The wooden butcher block of food that Mark Trealout and Laura Boyd put out for our visit to their Kawartha Lakes farmhouse is a thing of beauty.
Finger-sized slices of ham and free-form sausages, both made from their pigs, surround a bowl of whole-grain mustard. The ham was smoked at Len & Patti's Butcher Block in nearby Lindsay. The sausages are homemade.
Cornmeal from their Amish neighbour Henry Hershberger is served as fried, cubed polenta. Raw green seeds (pepitas) from the couple's kakai pumpkins are roasted with olive oil and seasoning salts.

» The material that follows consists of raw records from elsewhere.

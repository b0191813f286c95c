//! Error types for expression parsing and validation

use thiserror::Error;

/// Errors raised while turning expression text into a validated expression
#[derive(Debug, Clone, PartialEq, Eq, Error)]
pub enum ExprError {
    /// The text is not a well-formed expression
    #[error("Syntax error at offset {offset}: {message}")]
    Syntax { message: String, offset: usize },

    /// The text is well-formed but uses a construct outside the whitelist
    #[error("Unsafe expression: {construct} is not allowed ({detail})")]
    Unsafe { construct: String, detail: String },
}

impl ExprError {
    pub(crate) fn syntax(message: impl Into<String>, offset: usize) -> Self {
        ExprError::Syntax {
            message: message.into(),
            offset,
        }
    }

    pub(crate) fn unsafe_construct(construct: impl Into<String>, detail: impl Into<String>) -> Self {
        ExprError::Unsafe {
            construct: construct.into(),
            detail: detail.into(),
        }
    }

    /// True for [`ExprError::Syntax`]
    pub fn is_syntax(&self) -> bool {
        matches!(self, ExprError::Syntax { .. })
    }

    /// True for [`ExprError::Unsafe`]
    pub fn is_unsafe(&self) -> bool {
        matches!(self, ExprError::Unsafe { .. })
    }
}

/// Result type for expression operations
pub type ExprResult<T> = Result<T, ExprError>;
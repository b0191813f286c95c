//! Filtering tables with validated expressions

use crate::config::FilterOptions;
use crate::error::FilterResult;
use crate::eval::Predicate;
use crate::table::Table;
use pointsift_expr::{parse_and_validate_with_limit, ValidatedExpr};
use serde::{Deserialize, Serialize};
use std::fmt;
use tracing::debug;

/// Row counts for one filtering call
#[derive(Debug, Clone, PartialEq, Serialize, Deserialize)]
pub struct FilterSummary {
    /// Expression text as given by the caller
    pub expression: String,
    pub input_count: usize,
    pub output_count: usize,
    /// `output_count / input_count`, or 0.0 for an empty table
    pub pass_rate: f64,
}

impl FilterSummary {
    /// Summarise a mask
    pub fn from_mask(expression: impl Into<String>, mask: &[bool]) -> Self {
        let input_count = mask.len();
        let output_count = count_selected(mask);
        let pass_rate = if input_count > 0 {
            output_count as f64 / input_count as f64
        } else {
            0.0
        };
        Self {
            expression: expression.into(),
            input_count,
            output_count,
            pass_rate,
        }
    }
}

impl fmt::Display for FilterSummary {
    fn fmt(&self, f: &mut fmt::Formatter<'_>) -> fmt::Result {
        write!(
            f,
            "N_total={} N_pass={} pass_rate={:.3}",
            self.input_count, self.output_count, self.pass_rate
        )
    }
}

/// Everything a filtering call produces
#[derive(Debug, Clone, PartialEq)]
pub struct FilterOutcome {
    /// Rows whose mask entry is true, in input order
    pub table: Table,
    /// One entry per input row
    pub mask: Vec<bool>,
    pub summary: FilterSummary,
}

/// Filter `table` with default options
pub fn filter_by_expression(table: &Table, expr: &ValidatedExpr) -> FilterResult<FilterOutcome> {
    filter_by_expression_with(table, expr, &FilterOptions::default())
}

/// Filter `table`, producing the mask, the selected rows and a summary.
///
/// Column resolution and type checks happen before any row is
/// evaluated, so a failure never leaves a partial mask behind.
pub fn filter_by_expression_with(
    table: &Table,
    expr: &ValidatedExpr,
    options: &FilterOptions,
) -> FilterResult<FilterOutcome> {
    let predicate = Predicate::bind(expr, table)?;
    let mask = predicate.mask(options.parallel_threshold);
    let filtered = table.select(&mask)?;
    let summary = FilterSummary::from_mask(expr.source(), &mask);

    debug!(
        expression = %expr,
        input = summary.input_count,
        output = summary.output_count,
        "filtered table"
    );

    Ok(FilterOutcome {
        table: filtered,
        mask,
        summary,
    })
}

/// Validate `text` and filter `table` in one call
pub fn filter_by_expr(table: &Table, text: &str) -> FilterResult<(Table, FilterSummary)> {
    filter_by_expr_with(table, text, &FilterOptions::default())
}

/// Validate `text` under `options` and filter `table`
pub fn filter_by_expr_with(
    table: &Table,
    text: &str,
    options: &FilterOptions,
) -> FilterResult<(Table, FilterSummary)> {
    let expr = parse_and_validate_with_limit(text, options.max_expression_len)?;
    let outcome = filter_by_expression_with(table, &expr, options)?;
    Ok((outcome.table, outcome.summary))
}

/// Count selected rows
pub fn count_selected(mask: &[bool]) -> usize {
    mask.iter().filter(|&&b| b).count()
}

/// Get indices of selected rows
pub fn selected_indices(mask: &[bool]) -> Vec<usize> {
    mask.iter()
        .enumerate()
        .filter_map(|(i, &b)| if b { Some(i) } else { None })
        .collect()
}

#[cfg(test)]
mod tests {
    use super::*;

    #[test]
    fn test_summary_pass_rate() {
        let summary = FilterSummary::from_mask("x > 0", &[true, false, false, true]);
        assert_eq!(summary.input_count, 4);
        assert_eq!(summary.output_count, 2);
        assert_eq!(summary.pass_rate, 0.5);
        assert_eq!(summary.to_string(), "N_total=4 N_pass=2 pass_rate=0.500");
    }

    #[test]
    fn test_empty_mask_has_zero_pass_rate() {
        let summary = FilterSummary::from_mask("x > 0", &[]);
        assert_eq!(summary.input_count, 0);
        assert_eq!(summary.pass_rate, 0.0);
    }

    #[test]
    fn test_summary_serializes_to_json() {
        let summary = FilterSummary::from_mask("x > 0", &[true, false]);
        let json = serde_json::to_value(&summary).unwrap();
        assert_eq!(json["expression"], "x > 0");
        assert_eq!(json["output_count"], 1);
        assert_eq!(json["pass_rate"], 0.5);
    }

    #[test]
    fn test_mask_helpers() {
        let mask = [false, true, true, false, true];
        assert_eq!(count_selected(&mask), 3);
        assert_eq!(selected_indices(&mask), vec![1, 2, 4]);
    }
}
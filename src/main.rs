//! Rust API Template - Application entry point
//!
//! CLI-based entry point that dispatches to the available commands.

use clap::Parser;
use tracing_subscriber::{layer::SubscriberExt, util::SubscriberInitExt};

use rust_api_template::{
    cli::{Cli, Commands},
    commands,
    config::Config,
};

#[tokio::main]
async fn main() {
    // Parse CLI arguments
    let cli = Cli::parse();

    // Initialize tracing (verbose mode sets debug level)
    init_tracing(cli.verbose);

    // Load configuration
    let config = Config::from_env();
    tracing::debug!("Configuration loaded");

    // Execute command
    let result = match cli.command {
        Commands::Serve(args) => commands::serve::execute(args, config).await,
    };

    // Handle errors
    if let Err(e) = result {
        tracing::error!("Command failed: {}", e);
        std::process::exit(1);
    }
}

/// Initialize tracing subscriber
fn init_tracing(verbose: bool) {
    let filter = if verbose {
        "debug".to_string()
    } else {
        std::env::var("RUST_LOG").unwrap_or_else(|_| "info".to_string())
    };

    tracing_subscriber::registry()
        .with(tracing_subscriber::fmt::layer())
        .with(tracing_subscriber::EnvFilter::new(filter))
        .init();
}
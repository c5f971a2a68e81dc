use axum::{http::StatusCode, response::IntoResponse, Json};
use serde::Serialize;

/// Standard API response wrapper (DRY - consistent response format).
///
/// Every successful JSON body is `{"data": <payload>}`; error bodies are
/// produced by [`crate::errors::AppError`] as `{"error": <message>}`.
#[derive(Debug, Serialize)]
pub struct ApiResponse<T: Serialize> {
    pub data: T,
}

impl<T: Serialize> ApiResponse<T> {
    pub fn new(data: T) -> Self {
        Self { data }
    }
}

impl<T: Serialize> IntoResponse for ApiResponse<T> {
    fn into_response(self) -> axum::response::Response {
        Json(self).into_response()
    }
}

/// Created response helper (DRY - common pattern for POST endpoints)
pub struct Created<T: Serialize>(pub T);

impl<T: Serialize> IntoResponse for Created<T> {
    fn into_response(self) -> axum::response::Response {
        (StatusCode::CREATED, Json(ApiResponse::new(self.0))).into_response()
    }
}

/// No content response helper (DRY - common pattern for DELETE endpoints)
pub struct NoContent;

impl IntoResponse for NoContent {
    fn into_response(self) -> axum::response::Response {
        StatusCode::NO_CONTENT.into_response()
    }
}

#[cfg(test)]
mod tests {
    use super::*;

    #[test]
    fn success_body_is_wrapped_in_data() {
        let body = serde_json::to_value(ApiResponse::new("payload")).unwrap();
        assert_eq!(body, serde_json::json!({ "data": "payload" }));
    }

    #[test]
    fn created_and_no_content_status_codes() {
        assert_eq!(Created("x").into_response().status(), StatusCode::CREATED);
        assert_eq!(NoContent.into_response().status(), StatusCode::NO_CONTENT);
    }
}
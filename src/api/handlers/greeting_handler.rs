//! Greeting handlers.

use axum::{extract::Path, routing::get, Router};
use serde::Serialize;
use utoipa::ToSchema;

use crate::api::AppState;
use crate::errors::{AppError, AppResult};
use crate::services::greeting;
use crate::types::ApiResponse;

/// Greeting message payload
#[derive(Debug, Serialize, ToSchema)]
pub struct GreetingResponse {
    /// Greeting message
    #[schema(example = "Hello, John!")]
    pub message: String,
}

/// Create greeting routes
pub fn greeting_routes() -> Router<AppState> {
    Router::new()
        .route("/:name", get(hello))
        .route("/formal/:name", get(formal_greeting))
}

/// Greet a person
#[utoipa::path(
    get,
    path = "/greeting/{name}",
    tag = "Greeting",
    params(
        ("name" = String, Path, description = "Person's name")
    ),
    responses(
        (status = 200, description = "Greeting message", body = GreetingResponse),
        (status = 400, description = "Missing name")
    )
)]
pub async fn hello(Path(name): Path<String>) -> AppResult<ApiResponse<GreetingResponse>> {
    if name.is_empty() {
        return Err(AppError::bad_request("name is required"));
    }

    Ok(ApiResponse::new(GreetingResponse {
        message: greeting::hello(&name),
    }))
}

/// Formal greeting
#[utoipa::path(
    get,
    path = "/greeting/formal/{name}",
    tag = "Greeting",
    params(
        ("name" = String, Path, description = "Person's name")
    ),
    responses(
        (status = 200, description = "Formal greeting message", body = GreetingResponse),
        (status = 400, description = "Missing name")
    )
)]
pub async fn formal_greeting(Path(name): Path<String>) -> AppResult<ApiResponse<GreetingResponse>> {
    if name.is_empty() {
        return Err(AppError::bad_request("name is required"));
    }

    Ok(ApiResponse::new(GreetingResponse {
        message: greeting::formal(&name),
    }))
}
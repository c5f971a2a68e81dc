//! Application settings loaded from environment variables.

use std::env;

use super::constants::{DEFAULT_SERVER_HOST, DEFAULT_SERVER_PORT};

/// Application configuration
#[derive(Debug, Clone)]
pub struct Config {
    pub server_host: String,
    pub server_port: u16,
}

impl Config {
    /// Load configuration from environment variables.
    pub fn from_env() -> Self {
        dotenvy::dotenv().ok();

        Self {
            server_host: env::var("SERVER_HOST")
                .unwrap_or_else(|_| DEFAULT_SERVER_HOST.to_string()),
            server_port: env::var("SERVER_PORT")
                .ok()
                .and_then(|v| v.parse().ok())
                .unwrap_or(DEFAULT_SERVER_PORT),
        }
    }
}
//! User service - Handles user-related business logic.
//!
//! Validates every operation before delegating to the repository and
//! owns the entity's timestamps.

use std::sync::Arc;

use async_trait::async_trait;
use chrono::Utc;

use crate::domain::{email, User};
use crate::errors::{AppError, AppResult};
use crate::infra::{RepoError, UserRepository};

/// User service trait for dependency injection.
#[async_trait]
pub trait UserService: Send + Sync {
    /// Get a user by id
    async fn get_user(&self, id: i64) -> AppResult<User>;

    /// List all users, ordered by id
    async fn list_users(&self) -> AppResult<Vec<User>>;

    /// Validate and persist a new user
    async fn create_user(&self, name: String, email: String) -> AppResult<User>;

    /// Partially update an existing user. An empty `name` or `email`
    /// keeps the stored value; `updated_at` is refreshed either way.
    async fn update_user(&self, id: i64, name: String, email: String) -> AppResult<User>;

    /// Delete a user by id
    async fn delete_user(&self, id: i64) -> AppResult<()>;
}

/// Concrete implementation of UserService backed by a repository.
pub struct UserManager {
    repo: Arc<dyn UserRepository>,
}

impl UserManager {
    /// Create a new user service instance
    pub fn new(repo: Arc<dyn UserRepository>) -> Self {
        Self { repo }
    }
}

/// NotFound surfaces untouched so the HTTP layer can map it to 404;
/// everything else is wrapped with the failing operation's name.
fn repo_err(operation: &'static str) -> impl FnOnce(RepoError) -> AppError {
    move |e| match e {
        RepoError::NotFound => AppError::NotFound,
        other => AppError::repository(operation, other),
    }
}

#[async_trait]
impl UserService for UserManager {
    async fn get_user(&self, id: i64) -> AppResult<User> {
        if id <= 0 {
            return Err(AppError::InvalidId);
        }

        self.repo.get_by_id(id).await.map_err(repo_err("get user"))
    }

    async fn list_users(&self) -> AppResult<Vec<User>> {
        self.repo.list().await.map_err(repo_err("list users"))
    }

    async fn create_user(&self, name: String, email_addr: String) -> AppResult<User> {
        if name.is_empty() {
            return Err(AppError::MissingName);
        }
        if email_addr.is_empty() {
            return Err(AppError::MissingEmail);
        }
        if !email::is_valid_email(&email_addr) {
            return Err(AppError::InvalidEmailFormat);
        }

        let user = User::new(name, email_addr);
        self.repo.create(user).await.map_err(repo_err("create user"))
    }

    async fn update_user(&self, id: i64, name: String, email_addr: String) -> AppResult<User> {
        if id <= 0 {
            return Err(AppError::InvalidId);
        }

        let mut user = self.repo.get_by_id(id).await.map_err(repo_err("get user"))?;

        if !email_addr.is_empty() && !email::is_valid_email(&email_addr) {
            return Err(AppError::InvalidEmailFormat);
        }

        if !name.is_empty() {
            user.name = name;
        }
        if !email_addr.is_empty() {
            user.email = email_addr;
        }
        user.updated_at = Utc::now();

        self.repo.update(user).await.map_err(repo_err("update user"))
    }

    async fn delete_user(&self, id: i64) -> AppResult<()> {
        if id <= 0 {
            return Err(AppError::InvalidId);
        }

        self.repo.delete(id).await.map_err(repo_err("delete user"))
    }
}
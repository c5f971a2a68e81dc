//! Application-wide constants
//!
//! Centralized location for magic values to improve maintainability.

// =============================================================================
// Server Configuration
// =============================================================================

/// Default server host address
pub const DEFAULT_SERVER_HOST: &str = "0.0.0.0";

/// Default server port
pub const DEFAULT_SERVER_PORT: u16 = 8080;

// =============================================================================
// Messages
// =============================================================================

/// Welcome message returned by the root endpoint
pub const WELCOME_MESSAGE: &str = "Welcome to the Rust API Template";
//! Calculator handlers - arithmetic over two numeric path parameters.

use axum::{
    extract::{Path, State},
    routing::get,
    Router,
};
use serde::Serialize;
use utoipa::ToSchema;

use crate::api::AppState;
use crate::errors::{AppError, AppResult};
use crate::services::Op;
use crate::types::ApiResponse;

/// Calculation result payload
#[derive(Debug, Serialize, ToSchema)]
pub struct CalcResponse {
    /// Operation result
    #[schema(example = 8.0)]
    pub result: f64,
}

/// Create calculator routes
pub fn calculator_routes() -> Router<AppState> {
    Router::new()
        .route("/add/:a/:b", get(add))
        .route("/subtract/:a/:b", get(subtract))
        .route("/multiply/:a/:b", get(multiply))
        .route("/divide/:a/:b", get(divide))
        .route("/power/:a/:b", get(power))
}

fn parse_operands(a: &str, b: &str) -> AppResult<(f64, f64)> {
    let a = a
        .parse::<f64>()
        .map_err(|e| AppError::bad_request(format!("invalid number {a:?}: {e}")))?;
    let b = b
        .parse::<f64>()
        .map_err(|e| AppError::bad_request(format!("invalid number {b:?}: {e}")))?;

    Ok((a, b))
}

async fn run(state: &AppState, op: Op, a: String, b: String) -> AppResult<ApiResponse<CalcResponse>> {
    let (a, b) = parse_operands(&a, &b)?;
    let result = state.calculator.calculate(op, a, b)?;

    Ok(ApiResponse::new(CalcResponse { result }))
}

/// Add two numbers
#[utoipa::path(
    get,
    path = "/add/{a}/{b}",
    tag = "Calculator",
    params(
        ("a" = f64, Path, description = "First number"),
        ("b" = f64, Path, description = "Second number")
    ),
    responses(
        (status = 200, description = "Sum of a and b", body = CalcResponse),
        (status = 400, description = "Invalid number")
    )
)]
pub async fn add(
    State(state): State<AppState>,
    Path((a, b)): Path<(String, String)>,
) -> AppResult<ApiResponse<CalcResponse>> {
    run(&state, Op::Add, a, b).await
}

/// Subtract two numbers (a - b)
#[utoipa::path(
    get,
    path = "/subtract/{a}/{b}",
    tag = "Calculator",
    params(
        ("a" = f64, Path, description = "Minuend"),
        ("b" = f64, Path, description = "Subtrahend")
    ),
    responses(
        (status = 200, description = "Difference of a and b", body = CalcResponse),
        (status = 400, description = "Invalid number")
    )
)]
pub async fn subtract(
    State(state): State<AppState>,
    Path((a, b)): Path<(String, String)>,
) -> AppResult<ApiResponse<CalcResponse>> {
    run(&state, Op::Subtract, a, b).await
}

/// Multiply two numbers
#[utoipa::path(
    get,
    path = "/multiply/{a}/{b}",
    tag = "Calculator",
    params(
        ("a" = f64, Path, description = "First number"),
        ("b" = f64, Path, description = "Second number")
    ),
    responses(
        (status = 200, description = "Product of a and b", body = CalcResponse),
        (status = 400, description = "Invalid number")
    )
)]
pub async fn multiply(
    State(state): State<AppState>,
    Path((a, b)): Path<(String, String)>,
) -> AppResult<ApiResponse<CalcResponse>> {
    run(&state, Op::Multiply, a, b).await
}

/// Divide two numbers (a / b)
#[utoipa::path(
    get,
    path = "/divide/{a}/{b}",
    tag = "Calculator",
    params(
        ("a" = f64, Path, description = "Dividend"),
        ("b" = f64, Path, description = "Divisor (cannot be zero)")
    ),
    responses(
        (status = 200, description = "Quotient of a and b", body = CalcResponse),
        (status = 400, description = "Invalid number or division by zero")
    )
)]
pub async fn divide(
    State(state): State<AppState>,
    Path((a, b)): Path<(String, String)>,
) -> AppResult<ApiResponse<CalcResponse>> {
    run(&state, Op::Divide, a, b).await
}

/// Raise a to the power of b
#[utoipa::path(
    get,
    path = "/power/{a}/{b}",
    tag = "Calculator",
    params(
        ("a" = f64, Path, description = "Base"),
        ("b" = f64, Path, description = "Exponent (non-negative)")
    ),
    responses(
        (status = 200, description = "a raised to b", body = CalcResponse),
        (status = 400, description = "Invalid number or negative exponent")
    )
)]
pub async fn power(
    State(state): State<AppState>,
    Path((a, b)): Path<(String, String)>,
) -> AppResult<ApiResponse<CalcResponse>> {
    run(&state, Op::Power, a, b).await
}
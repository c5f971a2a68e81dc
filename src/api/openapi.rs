//! OpenAPI documentation configuration.
//!
//! Provides Swagger UI for API exploration and testing.

use utoipa::OpenApi;

use crate::api::handlers::{calculator_handler, greeting_handler, user_handler};
use crate::domain::{CreateUserRequest, UpdateUserRequest, User};

/// OpenAPI documentation for the Rust API Template
#[derive(OpenApi)]
#[openapi(
    info(
        title = "Rust API Template",
        version = "0.1.0",
        description = "Starter REST API with arithmetic, greeting, and in-memory user CRUD endpoints",
        license(name = "MIT", url = "https://opensource.org/licenses/MIT")
    ),
    servers(
        (url = "http://localhost:8080", description = "Local development server")
    ),
    paths(
        // User endpoints
        user_handler::list_users,
        user_handler::get_user,
        user_handler::create_user,
        user_handler::update_user,
        user_handler::delete_user,
        // Calculator endpoints
        calculator_handler::add,
        calculator_handler::subtract,
        calculator_handler::multiply,
        calculator_handler::divide,
        calculator_handler::power,
        // Greeting endpoints
        greeting_handler::hello,
        greeting_handler::formal_greeting,
    ),
    components(
        schemas(
            User,
            CreateUserRequest,
            UpdateUserRequest,
            calculator_handler::CalcResponse,
            greeting_handler::GreetingResponse,
        )
    ),
    tags(
        (name = "Users", description = "User management operations"),
        (name = "Calculator", description = "Basic arithmetic over path parameters"),
        (name = "Greeting", description = "Greeting message generation")
    )
)]
pub struct ApiDoc;
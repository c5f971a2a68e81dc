//! Application state - Dependency injection container.
//!
//! Services are built once at startup and shared across concurrent
//! request handling; all mutability lives behind the repository lock.

use std::sync::Arc;

use crate::infra::InMemoryUserRepository;
use crate::services::{Calculator, UserManager, UserService};

/// Application state containing all services (DI container).
#[derive(Clone)]
pub struct AppState {
    /// User service
    pub user_service: Arc<dyn UserService>,
    /// Stateless calculator
    pub calculator: Calculator,
}

impl AppState {
    /// Wire the default in-memory stack.
    pub fn new() -> Self {
        let repo = Arc::new(InMemoryUserRepository::new());
        Self::with_user_service(Arc::new(UserManager::new(repo)))
    }

    /// Create application state with a manually injected user service
    /// (tests, alternate storage backends).
    pub fn with_user_service(user_service: Arc<dyn UserService>) -> Self {
        Self {
            user_service,
            calculator: Calculator::new(),
        }
    }
}

impl Default for AppState {
    fn default() -> Self {
        Self::new()
    }
}
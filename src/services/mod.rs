//! Application services layer - Use cases and business logic.
//!
//! Services orchestrate domain logic and infrastructure to fulfill
//! application use cases. They depend on abstractions (traits) for
//! dependency inversion.

pub mod calculator;
pub mod greeting;
mod user_service;

pub use calculator::{Calculator, Op};
pub use user_service::{UserManager, UserService};
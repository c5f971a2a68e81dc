//! API layer - HTTP handlers and routes
//!
//! This module contains all HTTP-related concerns:
//! - Request handlers
//! - Custom extractors
//! - Route definitions
//! - OpenAPI documentation

pub mod extractors;
pub mod handlers;
pub mod openapi;
pub mod routes;
pub mod state;

pub use openapi::ApiDoc;
pub use routes::create_router;
pub use state::AppState;
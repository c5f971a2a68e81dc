//! Serve command - Starts the HTTP server.

use crate::api::{create_router, AppState};
use crate::cli::args::ServeArgs;
use crate::config::Config;
use crate::errors::{AppError, AppResult};

/// Execute the serve command
pub async fn execute(args: ServeArgs, config: Config) -> AppResult<()> {
    tracing::info!("Starting server...");

    // Wire the in-memory stack and build the router
    let app_state = AppState::new();
    let app = create_router(app_state);

    // Start server
    let host = args.host.unwrap_or(config.server_host);
    let port = args.port.unwrap_or(config.server_port);
    let addr = format!("{host}:{port}");
    let listener = tokio::net::TcpListener::bind(&addr)
        .await
        .map_err(|e| AppError::internal(format!("Failed to bind to {addr}: {e}")))?;

    tracing::info!("Server running on http://{addr}");

    axum::serve(listener, app)
        .with_graceful_shutdown(shutdown_signal())
        .await
        .map_err(|e| AppError::internal(format!("Server error: {e}")))?;

    tracing::info!("Server exited");
    Ok(())
}

/// Resolve when the process receives ctrl-c
async fn shutdown_signal() {
    if let Err(e) = tokio::signal::ctrl_c().await {
        tracing::error!("Failed to listen for shutdown signal: {e}");
        return;
    }
    tracing::info!("Shutting down...");
}
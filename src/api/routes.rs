//! Application route configuration.

use axum::{routing::get, Router};
use serde_json::json;
use tower_http::trace::TraceLayer;
use utoipa::OpenApi;
use utoipa_swagger_ui::SwaggerUi;

use super::handlers::{calculator_routes, greeting_routes, user_routes};
use super::openapi::ApiDoc;
use super::AppState;
use crate::config::WELCOME_MESSAGE;
use crate::types::ApiResponse;

/// Create the application router with all routes configured
pub fn create_router(state: AppState) -> Router {
    Router::new()
        .route("/", get(root))
        .route("/health", get(health))
        // OpenAPI Swagger UI documentation
        .merge(SwaggerUi::new("/swagger-ui").url("/api-docs/openapi.json", ApiDoc::openapi()))
        // Calculator routes live at the root (/add/{a}/{b}, ...)
        .merge(calculator_routes())
        .nest("/users", user_routes())
        .nest("/greeting", greeting_routes())
        // Global middleware
        .layer(TraceLayer::new_for_http())
        .with_state(state)
}

/// Welcome endpoint
async fn root() -> ApiResponse<serde_json::Value> {
    ApiResponse::new(json!({ "message": WELCOME_MESSAGE }))
}

/// Health check endpoint
async fn health() -> ApiResponse<serde_json::Value> {
    ApiResponse::new(json!({ "status": "ok" }))
}
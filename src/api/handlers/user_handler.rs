//! User CRUD handlers.

use axum::{
    extract::{Path, State},
    routing::get,
    Router,
};

use crate::api::extractors::ApiJson;
use crate::api::AppState;
use crate::domain::{CreateUserRequest, UpdateUserRequest, User};
use crate::errors::{AppError, AppResult};
use crate::types::{ApiResponse, Created, NoContent};

/// Create user routes
pub fn user_routes() -> Router<AppState> {
    Router::new()
        .route("/", get(list_users).post(create_user))
        .route("/:id", get(get_user).put(update_user).delete(delete_user))
}

/// The id arrives as a raw path segment so that non-numeric values get
/// the enveloped "invalid user ID" response rather than axum's default
/// plain-text rejection.
fn parse_id(raw: &str) -> AppResult<i64> {
    raw.parse::<i64>().map_err(|_| AppError::InvalidId)
}

/// List all users
#[utoipa::path(
    get,
    path = "/users",
    tag = "Users",
    responses(
        (status = 200, description = "All users, ordered by id", body = [User])
    )
)]
pub async fn list_users(State(state): State<AppState>) -> AppResult<ApiResponse<Vec<User>>> {
    let users = state.user_service.list_users().await?;

    Ok(ApiResponse::new(users))
}

/// Get a user by id
#[utoipa::path(
    get,
    path = "/users/{id}",
    tag = "Users",
    params(
        ("id" = i64, Path, description = "User ID")
    ),
    responses(
        (status = 200, description = "User found", body = User),
        (status = 400, description = "Invalid user ID"),
        (status = 404, description = "User not found")
    )
)]
pub async fn get_user(
    State(state): State<AppState>,
    Path(id): Path<String>,
) -> AppResult<ApiResponse<User>> {
    let id = parse_id(&id)?;
    let user = state.user_service.get_user(id).await?;

    Ok(ApiResponse::new(user))
}

/// Create a new user
#[utoipa::path(
    post,
    path = "/users",
    tag = "Users",
    request_body = CreateUserRequest,
    responses(
        (status = 201, description = "User created", body = User),
        (status = 400, description = "Validation error")
    )
)]
pub async fn create_user(
    State(state): State<AppState>,
    ApiJson(payload): ApiJson<CreateUserRequest>,
) -> AppResult<Created<User>> {
    let user = state
        .user_service
        .create_user(payload.name, payload.email)
        .await?;

    Ok(Created(user))
}

/// Update an existing user
#[utoipa::path(
    put,
    path = "/users/{id}",
    tag = "Users",
    params(
        ("id" = i64, Path, description = "User ID")
    ),
    request_body = UpdateUserRequest,
    responses(
        (status = 200, description = "User updated", body = User),
        (status = 400, description = "Invalid user ID or validation error"),
        (status = 404, description = "User not found")
    )
)]
pub async fn update_user(
    State(state): State<AppState>,
    Path(id): Path<String>,
    ApiJson(payload): ApiJson<UpdateUserRequest>,
) -> AppResult<ApiResponse<User>> {
    let id = parse_id(&id)?;
    let user = state
        .user_service
        .update_user(id, payload.name, payload.email)
        .await?;

    Ok(ApiResponse::new(user))
}

/// Delete a user by id
#[utoipa::path(
    delete,
    path = "/users/{id}",
    tag = "Users",
    params(
        ("id" = i64, Path, description = "User ID")
    ),
    responses(
        (status = 204, description = "User deleted"),
        (status = 400, description = "Invalid user ID"),
        (status = 404, description = "User not found")
    )
)]
pub async fn delete_user(
    State(state): State<AppState>,
    Path(id): Path<String>,
) -> AppResult<NoContent> {
    let id = parse_id(&id)?;
    state.user_service.delete_user(id).await?;

    Ok(NoContent)
}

Another Amish neighbour, Milo Fisher, grew the cucumbers that have been transformed into dill pickles. Wild-harvested fiddleheads, home-grown garlic scapes, carrots and kermit eggplants are pickled, the tiny green-and-white eggplants in oil, red wine vinegar, dried basil and chili flakes.
There is organic artisan bread, bartered at a farmers' market with St. John's Bakery from Toronto. And there is butter made from the raw milk of a neighbour's Guernsey cows. (It's a gift – not for sale.)